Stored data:
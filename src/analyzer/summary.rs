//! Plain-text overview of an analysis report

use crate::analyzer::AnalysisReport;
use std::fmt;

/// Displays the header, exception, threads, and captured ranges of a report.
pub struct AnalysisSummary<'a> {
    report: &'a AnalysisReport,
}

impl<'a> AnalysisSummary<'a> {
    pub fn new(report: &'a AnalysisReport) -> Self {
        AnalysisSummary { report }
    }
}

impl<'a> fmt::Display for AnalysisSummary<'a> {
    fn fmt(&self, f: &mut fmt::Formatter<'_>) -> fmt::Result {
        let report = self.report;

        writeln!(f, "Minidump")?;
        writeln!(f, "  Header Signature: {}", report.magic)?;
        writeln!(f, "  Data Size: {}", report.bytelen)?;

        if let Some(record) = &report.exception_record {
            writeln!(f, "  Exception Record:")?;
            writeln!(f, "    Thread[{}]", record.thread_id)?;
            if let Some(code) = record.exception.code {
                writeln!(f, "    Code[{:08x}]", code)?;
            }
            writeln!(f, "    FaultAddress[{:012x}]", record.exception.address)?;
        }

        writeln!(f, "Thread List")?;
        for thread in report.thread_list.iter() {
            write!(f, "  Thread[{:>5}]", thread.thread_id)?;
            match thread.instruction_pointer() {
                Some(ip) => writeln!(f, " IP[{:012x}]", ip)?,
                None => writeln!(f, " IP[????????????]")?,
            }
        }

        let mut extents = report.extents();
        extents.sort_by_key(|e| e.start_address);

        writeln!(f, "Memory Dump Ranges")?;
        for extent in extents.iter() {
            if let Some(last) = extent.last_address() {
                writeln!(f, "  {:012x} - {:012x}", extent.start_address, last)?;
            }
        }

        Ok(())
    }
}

* * *

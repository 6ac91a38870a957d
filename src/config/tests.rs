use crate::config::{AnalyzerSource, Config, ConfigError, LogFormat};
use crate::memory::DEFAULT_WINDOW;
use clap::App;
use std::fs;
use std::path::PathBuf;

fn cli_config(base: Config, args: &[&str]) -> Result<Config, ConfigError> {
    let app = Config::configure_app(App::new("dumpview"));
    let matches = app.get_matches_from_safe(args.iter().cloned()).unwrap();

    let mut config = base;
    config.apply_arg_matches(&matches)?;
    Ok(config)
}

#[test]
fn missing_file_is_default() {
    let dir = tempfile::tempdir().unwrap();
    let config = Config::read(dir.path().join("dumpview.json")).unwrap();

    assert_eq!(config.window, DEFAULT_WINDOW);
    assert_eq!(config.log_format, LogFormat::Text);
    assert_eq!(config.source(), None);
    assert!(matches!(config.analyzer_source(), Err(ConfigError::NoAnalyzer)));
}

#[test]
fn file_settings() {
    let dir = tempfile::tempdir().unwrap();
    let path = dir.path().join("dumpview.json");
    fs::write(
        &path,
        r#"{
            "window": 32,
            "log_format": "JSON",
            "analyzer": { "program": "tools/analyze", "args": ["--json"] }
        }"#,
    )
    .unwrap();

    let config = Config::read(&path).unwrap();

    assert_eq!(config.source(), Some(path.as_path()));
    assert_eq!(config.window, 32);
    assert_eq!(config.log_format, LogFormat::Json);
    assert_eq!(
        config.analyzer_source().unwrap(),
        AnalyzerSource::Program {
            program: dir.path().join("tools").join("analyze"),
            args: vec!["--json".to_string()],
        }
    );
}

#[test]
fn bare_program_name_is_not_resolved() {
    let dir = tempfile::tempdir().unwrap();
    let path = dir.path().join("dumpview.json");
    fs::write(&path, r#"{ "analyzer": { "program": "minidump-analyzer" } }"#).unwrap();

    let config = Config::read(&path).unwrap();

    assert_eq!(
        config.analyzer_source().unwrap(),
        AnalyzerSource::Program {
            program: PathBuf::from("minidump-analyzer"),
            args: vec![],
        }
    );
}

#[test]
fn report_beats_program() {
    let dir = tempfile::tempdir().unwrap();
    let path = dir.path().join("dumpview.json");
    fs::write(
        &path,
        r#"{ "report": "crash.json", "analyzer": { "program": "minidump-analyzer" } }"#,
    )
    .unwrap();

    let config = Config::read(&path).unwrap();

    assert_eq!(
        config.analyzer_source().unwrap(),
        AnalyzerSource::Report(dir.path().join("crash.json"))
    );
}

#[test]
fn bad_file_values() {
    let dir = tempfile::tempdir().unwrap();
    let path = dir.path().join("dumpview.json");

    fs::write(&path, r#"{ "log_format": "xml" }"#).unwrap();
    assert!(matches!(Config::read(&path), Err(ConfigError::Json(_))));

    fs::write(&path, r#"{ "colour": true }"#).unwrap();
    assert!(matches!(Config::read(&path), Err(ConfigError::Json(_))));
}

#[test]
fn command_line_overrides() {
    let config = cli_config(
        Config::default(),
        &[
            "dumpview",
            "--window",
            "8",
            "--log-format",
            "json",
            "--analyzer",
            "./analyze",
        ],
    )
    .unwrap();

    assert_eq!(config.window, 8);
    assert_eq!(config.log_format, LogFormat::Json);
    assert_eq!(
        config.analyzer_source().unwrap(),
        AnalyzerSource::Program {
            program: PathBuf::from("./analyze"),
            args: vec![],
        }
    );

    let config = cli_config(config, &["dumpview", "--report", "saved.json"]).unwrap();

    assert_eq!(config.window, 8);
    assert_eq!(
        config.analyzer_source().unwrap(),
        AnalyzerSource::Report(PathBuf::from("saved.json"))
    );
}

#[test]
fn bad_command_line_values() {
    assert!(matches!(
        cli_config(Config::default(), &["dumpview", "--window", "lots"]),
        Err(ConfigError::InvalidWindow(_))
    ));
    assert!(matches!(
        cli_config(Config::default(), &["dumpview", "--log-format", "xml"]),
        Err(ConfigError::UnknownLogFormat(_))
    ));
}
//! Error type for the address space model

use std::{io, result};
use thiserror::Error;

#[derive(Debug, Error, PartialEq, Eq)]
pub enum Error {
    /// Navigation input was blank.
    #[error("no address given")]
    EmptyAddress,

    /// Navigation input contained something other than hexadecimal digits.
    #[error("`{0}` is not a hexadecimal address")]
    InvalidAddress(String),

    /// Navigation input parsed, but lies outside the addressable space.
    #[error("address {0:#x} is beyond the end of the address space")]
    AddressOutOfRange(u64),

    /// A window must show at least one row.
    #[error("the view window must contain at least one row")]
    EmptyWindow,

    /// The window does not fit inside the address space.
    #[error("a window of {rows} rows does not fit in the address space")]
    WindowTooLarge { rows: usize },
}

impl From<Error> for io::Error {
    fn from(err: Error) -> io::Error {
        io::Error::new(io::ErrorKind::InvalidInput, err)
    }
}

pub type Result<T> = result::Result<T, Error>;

■ Directions ■
From the records above, copy each line in which the string "space" occurs.

■ Solution below ■
//! Error type for the address space model
    /// Navigation input parsed, but lies outside the addressable space.
    #[error("address {0:#x} is beyond the end of the address space")]
    /// The window does not fit inside the address space.
    #[error("a window of {rows} rows does not fit in the address space")]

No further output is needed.